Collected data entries
####

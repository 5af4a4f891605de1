//! The transaction driver (§4.5 state machine, §4.7): registers modules,
//! dispatches lock/validate/apply/undo/finish, and runs the retry loop
//! that stands in for the original's `setjmp`/`longjmp` re-entry (Design
//! Notes §9 — modelled here as a loop over a closure returning a
//! discriminated commit/restart result, never a non-local jump).

use std::cell::RefCell;
use std::collections::HashMap;
use std::os::unix::io::RawFd;
use std::rc::Rc;

use tracing::{event, span, Level};

use crate::config::TxConfig;
use crate::error::Error;
use crate::event::EventLog;
use crate::fileops::FileTxHandle;
use crate::lock::owner::OwnerIndex;
use crate::module::{Module, ModuleRegistry};
use crate::shadow::fd_tx::{FdTx, FdTxModule};
use crate::shadow::file_tx::CcMode;
use crate::shadow::ofd_tx::{OfdTx, OfdTxModule};

/// The mode a transaction is entered or re-entered in, mirroring the
/// `Start | Restart | Retry | Irrevocable | Recovery` modes of §6.
#[derive(Copy, Clone, Eq, PartialEq, Debug)]
pub enum TxMode {
    Start,
    Restart,
    Retry,
    Irrevocable,
    Recovery,
}

/// Current state in the §4.5 state machine.
#[derive(Copy, Clone, Eq, PartialEq, Debug)]
pub enum TxState {
    Idle,
    Active,
    Committing,
    RollingBack,
    Finalising,
}

/// What a transaction body asked the driver to do once it returns.
enum Outcome<R> {
    Commit(R),
    Restart(TxMode),
}

/// Per-transaction control block: the module registry, event log, lock
/// owner, and the per-fd shadow cache that lets repeated access to the
/// same descriptor within one transaction reuse its materialised shadow
/// (§4.5 "the first time it touches a given (fd, ofd, file)").
pub struct Transaction {
    owner: OwnerIndex,
    state: TxState,
    mode: TxMode,
    modules: ModuleRegistry,
    events: EventLog,
    irrevocable: bool,
    cc_preference: CcMode,
    recbits: u32,
    fds: HashMap<RawFd, (Rc<RefCell<FdTx>>, u8)>,
    ofds: HashMap<usize, (Rc<RefCell<OfdTx>>, u8)>,
    files: HashMap<usize, (FileTxHandle, u8)>,
    alloc: Option<(Rc<RefCell<crate::wrappers::alloc::AllocTx>>, u8)>,
}

impl Transaction {
    fn new(owner: OwnerIndex, cc_preference: CcMode, recbits: u32) -> Self {
        Transaction {
            owner,
            state: TxState::Active,
            mode: TxMode::Start,
            modules: ModuleRegistry::new(),
            events: EventLog::new(),
            irrevocable: false,
            cc_preference,
            recbits,
            fds: HashMap::new(),
            ofds: HashMap::new(),
            files: HashMap::new(),
            alloc: None,
        }
    }

    pub fn owner(&self) -> OwnerIndex {
        self.owner
    }

    pub fn state(&self) -> TxState {
        self.state
    }

    pub fn mode(&self) -> TxMode {
        self.mode
    }

    pub fn is_irrevocable(&self) -> bool {
        self.irrevocable
    }

    /// The concurrency-control mode new file shadows should be created
    /// in: `NoUndo` once the transaction has been promoted irrevocable,
    /// otherwise the mode requested at `begin`.
    pub fn cc_mode(&self) -> CcMode {
        if self.irrevocable {
            CcMode::NoUndo
        } else {
            self.cc_preference
        }
    }

    /// `RECBITS` this transaction's process was configured with — the
    /// same value the global regfile tables were sized from, per
    /// [`crate::config::ensure_active`].
    pub fn recbits(&self) -> u32 {
        self.recbits
    }

    /// Requests that this transaction be restarted in irrevocable mode.
    /// Returns the error the caller should propagate up to the `begin`
    /// loop, which recognises `Error::Revocable` and performs the upgrade.
    pub fn request_irrevocable(&self) -> Error {
        Error::Revocable
    }

    pub fn events_mut(&mut self) -> &mut EventLog {
        &mut self.events
    }

    pub fn register_module(&mut self, module: Box<dyn Module>) -> u8 {
        self.modules.register(module)
    }

    /// Materialises (or returns the cached) `FdTx` shadow for `fildes`,
    /// along with the module id it was registered under.
    pub fn fd_shadow(
        &mut self,
        fildes: RawFd,
        init: impl FnOnce() -> Result<FdTx, Error>,
    ) -> Result<(Rc<RefCell<FdTx>>, u8), Error> {
        if let Some(entry) = self.fds.get(&fildes) {
            return Ok(entry.clone());
        }
        let shadow = Rc::new(RefCell::new(init()?));
        let module_id = self.modules.register(Box::new(FdTxModule {
            shared: Rc::clone(&shadow),
        }));
        self.fds.insert(fildes, (Rc::clone(&shadow), module_id));
        Ok((shadow, module_id))
    }

    pub fn ofd_shadow(
        &mut self,
        ofd_index: usize,
        init: impl FnOnce() -> Result<OfdTx, Error>,
    ) -> Result<(Rc<RefCell<OfdTx>>, u8), Error> {
        if let Some(entry) = self.ofds.get(&ofd_index) {
            return Ok(entry.clone());
        }
        let shadow = Rc::new(RefCell::new(init()?));
        let module_id = self.modules.register(Box::new(OfdTxModule {
            shared: Rc::clone(&shadow),
        }));
        self.ofds.insert(ofd_index, (Rc::clone(&shadow), module_id));
        Ok((shadow, module_id))
    }

    pub fn file_shadow(
        &mut self,
        file_index: usize,
        init: impl FnOnce() -> Result<(FileTxHandle, Box<dyn Module>), Error>,
    ) -> Result<(FileTxHandle, u8), Error> {
        if let Some((handle, id)) = self.files.get(&file_index) {
            return Ok((clone_handle(handle), *id));
        }
        let (handle, module) = init()?;
        let module_id = self.modules.register(module);
        self.files.insert(file_index, (clone_handle(&handle), module_id));
        Ok((handle, module_id))
    }

    /// Returns this transaction's single [`crate::wrappers::alloc::AllocTx`]
    /// module, registering one on first use.
    pub fn alloc_shadow(&mut self) -> (Rc<RefCell<crate::wrappers::alloc::AllocTx>>, u8) {
        if let Some(entry) = &self.alloc {
            return entry.clone();
        }
        let shadow = Rc::new(RefCell::new(crate::wrappers::alloc::AllocTx::default()));
        let module_id = self.modules.register(Box::new(AllocModuleAdapter(Rc::clone(&shadow))));
        self.alloc = Some((Rc::clone(&shadow), module_id));
        (shadow, module_id)
    }

    fn reset(&mut self) {
        self.modules.clear();
        self.events.reset();
        self.fds.clear();
        self.ofds.clear();
        self.files.clear();
        self.alloc = None;
        self.state = TxState::Active;
    }
}

struct AllocModuleAdapter(Rc<RefCell<crate::wrappers::alloc::AllocTx>>);

impl Module for AllocModuleAdapter {
    fn apply_event(&mut self, event: &crate::event::Event) -> Result<(), Error> {
        self.0.borrow_mut().apply_event(event)
    }

    fn undo_event(&mut self, event: &crate::event::Event) -> Result<(), Error> {
        self.0.borrow_mut().undo_event(event)
    }

    fn finish(&mut self) -> Result<(), Error> {
        self.0.borrow_mut().finish()
    }
}

fn clone_handle(handle: &FileTxHandle) -> FileTxHandle {
    match handle {
        FileTxHandle::Regfile(rc) => FileTxHandle::Regfile(Rc::clone(rc)),
        FileTxHandle::Dir(rc) => FileTxHandle::Dir(Rc::clone(rc)),
        FileTxHandle::Fifo(rc) => FileTxHandle::Fifo(Rc::clone(rc)),
        FileTxHandle::Chrdev(rc) => FileTxHandle::Chrdev(Rc::clone(rc)),
        FileTxHandle::Socket(rc) => FileTxHandle::Socket(Rc::clone(rc)),
    }
}

/// Runs `body` inside a transaction, retrying on `Conflicting` and
/// escalating to irrevocable mode on `Revocable`, per the §4.5 state
/// machine and §7's failure-semantics table. `Recoverable` errors are
/// returned to the caller untouched so its own recovery handler decides.
pub fn begin<F, R>(default_mode: CcMode, config: &TxConfig, mut body: F) -> Result<R, Error>
where
    F: FnMut(&mut Transaction) -> Result<R, Error>,
{
    // The global tables and lock manager are sized once, lazily, on first
    // touch — fail fast here rather than silently keep running with a
    // `config` the process-wide state no longer matches.
    crate::config::ensure_active(config)?;

    let owner = crate::lock::manager::global().register()?;
    let span = span!(Level::TRACE, "transaction", owner = owner.get());
    let _enter = span.enter();

    let mut tx = Transaction::new(owner, default_mode, config.recbits);
    let mut restarts = 0u32;
    let result = loop {
        match run_once(&mut tx, &mut body) {
            Ok(Outcome::Commit(value)) => break Ok(value),
            Ok(Outcome::Restart(mode)) => {
                restarts += 1;
                if restarts > config.max_conflict_restarts && !tx.irrevocable {
                    event!(
                        Level::TRACE,
                        restarts,
                        "forcing irrevocable after repeated conflicts"
                    );
                    crate::lock::manager::global().make_irrevocable(owner)?;
                    tx.irrevocable = true;
                    tx.reset();
                    tx.mode = TxMode::Irrevocable;
                    continue;
                }
                tx.reset();
                tx.mode = mode;
                continue;
            }
            Err(Error::Revocable) => {
                crate::lock::manager::global().make_irrevocable(owner)?;
                tx.irrevocable = true;
                tx.reset();
                tx.mode = TxMode::Irrevocable;
                continue;
            }
            Err(e) => break Err(e),
        }
    };

    if tx.irrevocable {
        crate::lock::manager::global().release_irrevocability(owner);
    }
    crate::lock::manager::global().unregister(owner);

    if let Err(Error::Irrecoverable(detail)) = &result {
        event!(
            Level::ERROR,
            detail = %detail,
            "irrecoverable error, aborting process"
        );
        std::process::abort();
    }

    result
}

fn run_once<F, R>(tx: &mut Transaction, body: &mut F) -> Result<Outcome<R>, Error>
where
    F: FnMut(&mut Transaction) -> Result<R, Error>,
{
    if !tx.irrevocable {
        crate::lock::manager::global().enter_revocable();
    }
    let body_result = body(tx);
    if !tx.irrevocable {
        crate::lock::manager::global().leave_revocable();
    }

    match body_result {
        Ok(value) => match commit(tx) {
            Ok(()) => Ok(Outcome::Commit(value)),
            // `commit` already rolled back on its own validate failure
            // (every teardown path, conflicting or not, runs the same
            // unlock/undo/finish sequence); nothing left to do here but
            // decide whether to restart.
            Err(Error::Conflicting(_)) => Ok(Outcome::Restart(TxMode::Restart)),
            Err(e) => Err(e),
        },
        Err(Error::Conflicting(lock_id)) => {
            event!(Level::TRACE, ?lock_id, "conflict during exec, rolling back");
            rollback(tx)?;
            Ok(Outcome::Restart(TxMode::Restart))
        }
        Err(Error::Revocable) => {
            rollback(tx)?;
            Err(Error::Revocable)
        }
        Err(e) => {
            rollback(tx)?;
            Err(e)
        }
    }
}

fn commit(tx: &mut Transaction) -> Result<(), Error> {
    tx.state = TxState::Committing;
    tx.modules.lock_all()?;
    if let Err(e) = tx.modules.validate_all(false) {
        tx.modules.unlock_all();
        // Nothing was applied yet, but exec may have taken eager kernel
        // side effects (opens, mallocs) that still need undoing, and
        // every module still holds table refs that must be released
        // regardless of which error validate returned.
        rollback(tx)?;
        return Err(e);
    }
    let events: Vec<_> = tx.events.iter_forward().copied().collect();
    tx.modules.apply_events(&events)?;
    tx.modules.update_cc_all(false)?;
    tx.modules.finish_all()?;
    tx.state = TxState::Idle;
    Ok(())
}

fn rollback(tx: &mut Transaction) -> Result<(), Error> {
    tx.state = TxState::RollingBack;
    let events: Vec<_> = tx.events.iter_backward().copied().collect();
    tx.modules.undo_events(&events)?;
    tx.modules.clear_cc_all(false)?;
    tx.state = TxState::Finalising;
    tx.modules.finish_all()?;
    tx.state = TxState::Idle;
    Ok(())
}

#[cfg(test)]
mod tests {
    use super::*;
    use std::cell::Cell;

    #[test]
    fn conflicting_body_is_retried_until_it_commits() {
        let config = TxConfig::default();
        let attempts = Cell::new(0u32);

        let result = begin(CcMode::Twopl, &config, |_tx| {
            attempts.set(attempts.get() + 1);
            if attempts.get() < 3 {
                Err(Error::Conflicting(None))
            } else {
                Ok(attempts.get())
            }
        });

        assert_eq!(result.unwrap(), 3);
    }

    #[test]
    fn repeated_conflicts_force_irrevocable_after_the_configured_bound() {
        let mut config = TxConfig::default();
        config.max_conflict_restarts = 1;
        let attempts = Cell::new(0u32);

        let result = begin(CcMode::Twopl, &config, |tx| {
            attempts.set(attempts.get() + 1);
            if tx.is_irrevocable() {
                Ok(())
            } else {
                Err(Error::Conflicting(None))
            }
        });

        assert!(result.is_ok());
        // One ordinary restart plus one forced-irrevocable restart before
        // the body finally observes `is_irrevocable() == true`.
        assert_eq!(attempts.get(), 3);
    }

    #[test]
    fn revocable_request_escalates_immediately() {
        let config = TxConfig::default();
        let attempts = Cell::new(0u32);

        let result = begin(CcMode::Twopl, &config, |tx| {
            attempts.set(attempts.get() + 1);
            if tx.is_irrevocable() {
                Ok(())
            } else {
                Err(tx.request_irrevocable())
            }
        });

        assert!(result.is_ok());
        assert_eq!(attempts.get(), 2);
    }
}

####

• [WHAT IS NEEDED] When you answer, output each line of the data exactly as given, from its first line up to and including the one with "in, mirroring the".

• [RESULT FOR THIS EXERCISE]
repository 5af4a4f891605de1
//! The transaction driver (§4.5 state machine, §4.7): registers modules,
//! dispatches lock/validate/apply/undo/finish, and runs the retry loop
//! that stands in for the original's `setjmp`/`longjmp` re-entry (Design
//! Notes §9 — modelled here as a loop over a closure returning a
//! discriminated commit/restart result, never a non-local jump).

use std::cell::RefCell;
use std::collections::HashMap;
use std::os::unix::io::RawFd;
use std::rc::Rc;

use tracing::{event, span, Level};

use crate::config::TxConfig;
use crate::error::Error;
use crate::event::EventLog;
use crate::fileops::FileTxHandle;
use crate::lock::owner::OwnerIndex;
use crate::module::{Module, ModuleRegistry};
use crate::shadow::fd_tx::{FdTx, FdTxModule};
use crate::shadow::file_tx::CcMode;
use crate::shadow::ofd_tx::{OfdTx, OfdTxModule};

/// The mode a transaction is entered or re-entered in, mirroring the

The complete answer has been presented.